## Problem to work on
Transcribe everything in the records, dropping and changing nothing.

## Data to use

- Opening Delimiter -

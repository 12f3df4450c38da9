//! PostgreSQL-backed `MessageRepository` implementation using Diesel ORM.

use std::collections::HashMap;

use async_trait::async_trait;
use diesel::dsl::count_star;
use diesel::prelude::*;
use diesel_async::RunQueryDsl;
use uuid::Uuid;

use crate::domain::ports::{MessageRepository, MessageRepositoryError};
use crate::domain::{ConversationSummary, Message, NewMessage, UserId};

use super::diesel_basic_error_mapping::{map_basic_diesel_error, map_basic_pool_error};
use super::diesel_helpers::load_user_cards;
use super::models::{MessageRow, NewMessageRow};
use super::pool::{DbPool, PoolError};
use super::schema::messages;

#[derive(Clone)]
pub struct DieselMessageRepository {
    pool: DbPool,
}

impl DieselMessageRepository {
    pub fn new(pool: DbPool) -> Self {
        Self { pool }
    }
}

fn map_pool_error(error: PoolError) -> MessageRepositoryError {
    map_basic_pool_error(error, |message| MessageRepositoryError::connection(message))
}

fn map_diesel_error(error: diesel::result::Error) -> MessageRepositoryError {
    map_basic_diesel_error(
        error,
        MessageRepositoryError::query,
        MessageRepositoryError::connection,
    )
}

/// Conversation partner, latest message and unread count per partner, most
/// recent conversation first. `rows` must be ordered newest first.
fn group_conversations(user: Uuid, rows: Vec<MessageRow>) -> Vec<(Uuid, MessageRow, i64)> {
    let mut order: Vec<Uuid> = Vec::new();
    let mut latest: HashMap<Uuid, (MessageRow, i64)> = HashMap::new();
    for row in rows {
        let partner = if row.sender_id == user {
            row.receiver_id
        } else {
            row.sender_id
        };
        let unread = i64::from(row.receiver_id == user && !row.read);
        match latest.get_mut(&partner) {
            Some((_, count)) => *count += unread,
            None => {
                order.push(partner);
                latest.insert(partner, (row, unread));
            }
        }
    }
    order
        .into_iter()
        .filter_map(|partner| {
            latest
                .remove(&partner)
                .map(|(row, unread)| (partner, row, unread))
        })
        .collect()
}

#[async_trait]
impl MessageRepository for DieselMessageRepository {
    async fn insert(&self, message: &NewMessage) -> Result<Message, MessageRepositoryError> {
        let mut conn = self.pool.get().await.map_err(map_pool_error)?;
        let row: MessageRow = diesel::insert_into(messages::table)
            .values(NewMessageRow::from(message))
            .returning(MessageRow::as_returning())
            .get_result(&mut conn)
            .await
            .map_err(map_diesel_error)?;
        Ok(row.into())
    }

    async fn thread(
        &self,
        user: &UserId,
        partner: &UserId,
    ) -> Result<Vec<Message>, MessageRepositoryError> {
        let mut conn = self.pool.get().await.map_err(map_pool_error)?;
        let (me, them) = (user.as_uuid(), partner.as_uuid());
        let rows: Vec<MessageRow> = messages::table
            .filter(
                (messages::sender_id.eq(me).and(messages::receiver_id.eq(them)))
                    .or(messages::sender_id.eq(them).and(messages::receiver_id.eq(me))),
            )
            .order(messages::created_at.asc())
            .select(MessageRow::as_select())
            .load(&mut conn)
            .await
            .map_err(map_diesel_error)?;
        Ok(rows.into_iter().map(Message::from).collect())
    }

    async fn mark_read(
        &self,
        receiver: &UserId,
        sender: &UserId,
    ) -> Result<u64, MessageRepositoryError> {
        let mut conn = self.pool.get().await.map_err(map_pool_error)?;
        let updated = diesel::update(
            messages::table
                .filter(messages::receiver_id.eq(receiver.as_uuid()))
                .filter(messages::sender_id.eq(sender.as_uuid()))
                .filter(messages::read.eq(false)),
        )
        .set(messages::read.eq(true))
        .execute(&mut conn)
        .await
        .map_err(map_diesel_error)?;
        Ok(updated as u64)
    }

    async fn conversations(
        &self,
        user: &UserId,
    ) -> Result<Vec<ConversationSummary>, MessageRepositoryError> {
        let mut conn = self.pool.get().await.map_err(map_pool_error)?;
        let me = *user.as_uuid();
        let rows: Vec<MessageRow> = messages::table
            .filter(messages::sender_id.eq(me).or(messages::receiver_id.eq(me)))
            .order(messages::created_at.desc())
            .select(MessageRow::as_select())
            .load(&mut conn)
            .await
            .map_err(map_diesel_error)?;

        let grouped = group_conversations(me, rows);
        let partner_ids: Vec<Uuid> = grouped.iter().map(|(partner, _, _)| *partner).collect();
        let cards = load_user_cards(&mut conn, &partner_ids)
            .await
            .map_err(|error| {
                error.into_repository_error(map_diesel_error, |message| {
                    MessageRepositoryError::query(format!("corrupt user row: {message}"))
                })
            })?;

        Ok(grouped
            .into_iter()
            .filter_map(|(partner, row, unread_count)| {
                Some(ConversationSummary {
                    partner: cards.get(&partner)?.clone(),
                    last_message: row.into(),
                    unread_count,
                })
            })
            .collect())
    }

    async fn unread_count(&self, user: &UserId) -> Result<i64, MessageRepositoryError> {
        let mut conn = self.pool.get().await.map_err(map_pool_error)?;
        messages::table
            .filter(messages::receiver_id.eq(user.as_uuid()))
            .filter(messages::read.eq(false))
            .select(count_star())
            .get_result(&mut conn)
            .await
            .map_err(map_diesel_error)
    }
}

#[cfg(test)]
mod tests {
    use super::*;
    use chrono::{Duration, Utc};
    use rstest::rstest;

    fn row(sender: Uuid, receiver: Uuid, read: bool, minutes_ago: i64) -> MessageRow {
        MessageRow {
            id: Uuid::new_v4(),
            sender_id: sender,
            receiver_id: receiver,
            content: format!("sent {minutes_ago}m ago"),
            read,
            created_at: Utc::now() - Duration::minutes(minutes_ago),
        }
    }

    #[rstest]
    fn conversations_keep_latest_message_and_count_unread() {
        let me = Uuid::new_v4();
        let alice = Uuid::new_v4();
        let bob = Uuid::new_v4();
        let rows = vec![
            row(bob, me, false, 1),
            row(me, alice, false, 2),
            row(alice, me, false, 3),
            row(alice, me, false, 4),
            row(bob, me, true, 5),
        ];

        let grouped = group_conversations(me, rows);

        assert_eq!(grouped.len(), 2);
        let (first, latest, unread) = &grouped[0];
        assert_eq!(*first, bob);
        assert_eq!(latest.content, "sent 1m ago");
        assert_eq!(*unread, 1);
        let (second, latest, unread) = &grouped[1];
        assert_eq!(*second, alice);
        assert_eq!(latest.content, "sent 2m ago");
        assert_eq!(*unread, 2);
    }

    #[rstest]
    fn own_unread_messages_do_not_count() {
        let me = Uuid::new_v4();
        let partner = Uuid::new_v4();

        let grouped = group_conversations(me, vec![row(me, partner, false, 1)]);

        assert_eq!(grouped[0].2, 0);
    }
}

- Closing Delimiter -

## Reply to the task
repository 12f3df4450c38da9
//! PostgreSQL-backed `MessageRepository` implementation using Diesel ORM.

use std::collections::HashMap;

use async_trait::async_trait;
use diesel::dsl::count_star;
use diesel::prelude::*;
use diesel_async::RunQueryDsl;
use uuid::Uuid;

use crate::domain::ports::{MessageRepository, MessageRepositoryError};
use crate::domain::{ConversationSummary, Message, NewMessage, UserId};

use super::diesel_basic_error_mapping::{map_basic_diesel_error, map_basic_pool_error};
use super::diesel_helpers::load_user_cards;
use super::models::{MessageRow, NewMessageRow};
use super::pool::{DbPool, PoolError};
use super::schema::messages;

#[derive(Clone)]
pub struct DieselMessageRepository {
    pool: DbPool,
}

impl DieselMessageRepository {
    pub fn new(pool: DbPool) -> Self {
        Self { pool }
    }
}

fn map_pool_error(error: PoolError) -> MessageRepositoryError {
    map_basic_pool_error(error, |message| MessageRepositoryError::connection(message))
}

fn map_diesel_error(error: diesel::result::Error) -> MessageRepositoryError {
    map_basic_diesel_error(
        error,
        MessageRepositoryError::query,
        MessageRepositoryError::connection,
    )
}

/// Conversation partner, latest message and unread count per partner, most
/// recent conversation first. `rows` must be ordered newest first.
fn group_conversations(user: Uuid, rows: Vec<MessageRow>) -> Vec<(Uuid, MessageRow, i64)> {
    let mut order: Vec<Uuid> = Vec::new();
    let mut latest: HashMap<Uuid, (MessageRow, i64)> = HashMap::new();
    for row in rows {
        let partner = if row.sender_id == user {
            row.receiver_id
        } else {
            row.sender_id
        };
        let unread = i64::from(row.receiver_id == user && !row.read);
        match latest.get_mut(&partner) {
            Some((_, count)) => *count += unread,
            None => {
                order.push(partner);
                latest.insert(partner, (row, unread));
            }
        }
    }
    order
        .into_iter()
        .filter_map(|partner| {
            latest
                .remove(&partner)
                .map(|(row, unread)| (partner, row, unread))
        })
        .collect()
}

#[async_trait]
impl MessageRepository for DieselMessageRepository {
    async fn insert(&self, message: &NewMessage) -> Result<Message, MessageRepositoryError> {
        let mut conn = self.pool.get().await.map_err(map_pool_error)?;
        let row: MessageRow = diesel::insert_into(messages::table)
            .values(NewMessageRow::from(message))
            .returning(MessageRow::as_returning())
            .get_result(&mut conn)
            .await
            .map_err(map_diesel_error)?;
        Ok(row.into())
    }

    async fn thread(
        &self,
        user: &UserId,
        partner: &UserId,
    ) -> Result<Vec<Message>, MessageRepositoryError> {
        let mut conn = self.pool.get().await.map_err(map_pool_error)?;
        let (me, them) = (user.as_uuid(), partner.as_uuid());
        let rows: Vec<MessageRow> = messages::table
            .filter(
                (messages::sender_id.eq(me).and(messages::receiver_id.eq(them)))
                    .or(messages::sender_id.eq(them).and(messages::receiver_id.eq(me))),
            )
            .order(messages::created_at.asc())
            .select(MessageRow::as_select())
            .load(&mut conn)
            .await
            .map_err(map_diesel_error)?;
        Ok(rows.into_iter().map(Message::from).collect())
    }

    async fn mark_read(
        &self,
        receiver: &UserId,
        sender: &UserId,
    ) -> Result<u64, MessageRepositoryError> {
        let mut conn = self.pool.get().await.map_err(map_pool_error)?;
        let updated = diesel::update(
            messages::table
                .filter(messages::receiver_id.eq(receiver.as_uuid()))
                .filter(messages::sender_id.eq(sender.as_uuid()))
                .filter(messages::read.eq(false)),
        )
        .set(messages::read.eq(true))
        .execute(&mut conn)
        .await
        .map_err(map_diesel_error)?;
        Ok(updated as u64)
    }

    async fn conversations(
        &self,
        user: &UserId,
    ) -> Result<Vec<ConversationSummary>, MessageRepositoryError> {
        let mut conn = self.pool.get().await.map_err(map_pool_error)?;
        let me = *user.as_uuid();
        let rows: Vec<MessageRow> = messages::table
            .filter(messages::sender_id.eq(me).or(messages::receiver_id.eq(me)))
            .order(messages::created_at.desc())
            .select(MessageRow::as_select())
            .load(&mut conn)
            .await
            .map_err(map_diesel_error)?;

        let grouped = group_conversations(me, rows);
        let partner_ids: Vec<Uuid> = grouped.iter().map(|(partner, _, _)| *partner).collect();
        let cards = load_user_cards(&mut conn, &partner_ids)
            .await
            .map_err(|error| {
                error.into_repository_error(map_diesel_error, |message| {
                    MessageRepositoryError::query(format!("corrupt user row: {message}"))
                })
            })?;

        Ok(grouped
            .into_iter()
            .filter_map(|(partner, row, unread_count)| {
                Some(ConversationSummary {
                    partner: cards.get(&partner)?.clone(),
                    last_message: row.into(),
                    unread_count,
                })
            })
            .collect())
    }

    async fn unread_count(&self, user: &UserId) -> Result<i64, MessageRepositoryError> {
        let mut conn = self.pool.get().await.map_err(map_pool_error)?;
        messages::table
            .filter(messages::receiver_id.eq(user.as_uuid()))
            .filter(messages::read.eq(false))
            .select(count_star())
            .get_result(&mut conn)
            .await
            .map_err(map_diesel_error)
    }
}

#[cfg(test)]
mod tests {
    use super::*;
    use chrono::{Duration, Utc};
    use rstest::rstest;

    fn row(sender: Uuid, receiver: Uuid, read: bool, minutes_ago: i64) -> MessageRow {
        MessageRow {
            id: Uuid::new_v4(),
            sender_id: sender,
            receiver_id: receiver,
            content: format!("sent {minutes_ago}m ago"),
            read,
            created_at: Utc::now() - Duration::minutes(minutes_ago),
        }
    }

    #[rstest]
    fn conversations_keep_latest_message_and_count_unread() {
        let me = Uuid::new_v4();
        let alice = Uuid::new_v4();
        let bob = Uuid::new_v4();
        let rows = vec![
            row(bob, me, false, 1),
            row(me, alice, false, 2),
            row(alice, me, false, 3),
            row(alice, me, false, 4),
            row(bob, me, true, 5),
        ];

        let grouped = group_conversations(me, rows);

        assert_eq!(grouped.len(), 2);
        let (first, latest, unread) = &grouped[0];
        assert_eq!(*first, bob);
        assert_eq!(latest.content, "sent 1m ago");
        assert_eq!(*unread, 1);
        let (second, latest, unread) = &grouped[1];
        assert_eq!(*second, alice);
        assert_eq!(latest.content, "sent 2m ago");
        assert_eq!(*unread, 2);
    }

    #[rstest]
    fn own_unread_messages_do_not_count() {
        let me = Uuid::new_v4();
        let partner = Uuid::new_v4();

        let grouped = group_conversations(me, vec![row(me, partner, false, 1)]);

        assert_eq!(grouped[0].2, 0);
    }
}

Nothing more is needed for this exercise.